Design of Superhard Ternary Compounds under High Pressure: SiC2N4 and Si2CN4

Ab initio evolutionary methodology for crystal structure prediction is performed to explore the high-pressure structures of two ternary compounds, SiC2N4 and Si2CN4. For SiC2N4, we found intriguing high-pressure polymorphs with monoclinic C2/m and orthorhombic Cmmm symmetries containing tetrahedral CN4 and octahedral SiN6 units, respectively. For Si2CN4, two high-pressure monoclinic C2/m and P2(1)/m structures both consisting of octahedral SiN6 units were discovered.
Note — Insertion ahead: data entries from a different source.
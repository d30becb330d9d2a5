//! # Configuration Management
//!
//! Loads the data-processing configuration from an optional `hygrolog.toml`
//! file, falling back to built-in defaults. Only values the core consumes
//! live here (update interval, UTC flag, output template); transport device
//! selection and verbosity come from the command line.

use serde::{Deserialize, Serialize};
use std::fs;
use std::path::Path;
use thiserror::Error;

/// Default output template: date-time, temperature (1 decimal), tab,
/// humidity (1 decimal), tab, newline.
pub const DEFAULT_TEMPLATE: &str = r"%Y-%m-%d %H:%M:%S\t%.1vC\t%.1vH\n";

/// Default aggregation interval in seconds.
pub const DEFAULT_INTERVAL_SECS: u64 = 10;

/// Configuration validation errors.
#[derive(Error, Debug)]
pub enum ConfigError {
    #[error("invalid interval value: must be at least 1 second, got {0}")]
    BadInterval(u64),
}

/// Data-processing configuration.
#[derive(Debug, Clone, Deserialize, Serialize)]
#[serde(default)]
pub struct Config {
    /// Aggregation interval in seconds (>= 1).
    pub interval_secs: u64,
    /// Represent the emission time in UTC instead of local time.
    pub utc: bool,
    /// Output template supporting strftime directives plus `%vC`, `%vF`,
    /// `%vH` with printf `%f` modifiers.
    pub template: String,
}

impl Default for Config {
    fn default() -> Self {
        Config {
            interval_secs: DEFAULT_INTERVAL_SECS,
            utc: false,
            template: DEFAULT_TEMPLATE.to_string(),
        }
    }
}

impl Config {
    /// Load configuration from `hygrolog.toml` in the working directory.
    /// Falls back to defaults if the file doesn't exist or is invalid.
    pub fn load() -> Self {
        Self::load_from_path("hygrolog.toml")
    }

    /// Load configuration from the specified path.
    /// Falls back to defaults if the file doesn't exist or is invalid.
    pub fn load_from_path<P: AsRef<Path>>(path: P) -> Self {
        match fs::read_to_string(&path) {
            Ok(contents) => match toml::from_str::<Config>(&contents) {
                Ok(config) => config,
                Err(e) => {
                    log::warn!("invalid config file format: {e}; using defaults");
                    Self::default()
                }
            },
            Err(_) => {
                log::info!("no config file found, using defaults");
                Self::default()
            }
        }
    }

    /// Check that the configured values are usable.
    pub fn validate(&self) -> Result<(), ConfigError> {
        if self.interval_secs < 1 {
            return Err(ConfigError::BadInterval(self.interval_secs));
        }
        Ok(())
    }
}

#[cfg(test)]
mod tests {
    use super::*;
    use std::io::Write;
    use tempfile::NamedTempFile;

    #[test]
    fn test_default_config() {
        let config = Config::default();
        assert_eq!(config.interval_secs, 10);
        assert!(!config.utc);
        assert_eq!(config.template, DEFAULT_TEMPLATE);
        assert!(config.validate().is_ok());
    }

    #[test]
    fn test_config_roundtrip() {
        let config = Config {
            interval_secs: 60,
            utc: true,
            template: r"%H:%M %vC\n".to_string(),
        };
        let toml_str = toml::to_string(&config).unwrap();
        let parsed: Config = toml::from_str(&toml_str).unwrap();
        assert_eq!(parsed.interval_secs, 60);
        assert!(parsed.utc);
        assert_eq!(parsed.template, config.template);
    }

    #[test]
    fn test_load_nonexistent_file() {
        let config = Config::load_from_path("/nonexistent/path");
        // Should fall back to defaults
        assert_eq!(config.interval_secs, DEFAULT_INTERVAL_SECS);
    }

    #[test]
    fn test_load_partial_file_keeps_defaults() {
        let mut file = NamedTempFile::new().unwrap();
        writeln!(file, "interval_secs = 30").unwrap();
        let config = Config::load_from_path(file.path());
        assert_eq!(config.interval_secs, 30);
        assert_eq!(config.template, DEFAULT_TEMPLATE);
    }

    #[test]
    fn test_zero_interval_rejected() {
        let config = Config {
            interval_secs: 0,
            ..Config::default()
        };
        assert!(matches!(
            config.validate(),
            Err(ConfigError::BadInterval(0))
        ));
    }
}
Thermodynamic study demonstrated that it is energetically desirable to synthesize the Cmmm structured SiC2N4 and P2(1)/m structured Si2CN4 at above 29 and 19 GPa, respectively. We have ruled out the earlier proposed high-pressure monoclinic structures for the two ternary compounds borrowed from known structural information. The newly predicted high-pressure phases of the two ternary compounds contain short, strong, and three-dimensional covalent bonding, which are responsible for the predicted superior mechanical properties, e.g., very large bulk and shear modulus. Hardness calculations suggest that Cmmm structured SiC2N4 and P2(1)/m (C2/m) structured Si2CN4 possess superhardness of 58.7 and 51.7 GPa (51.6 GPO, respectively. The underlying mechanism for superhardness of the predicted structures has been discussed and explained. Our current finding has demonstrated again the major role played by high pressure in search for new superhard materials.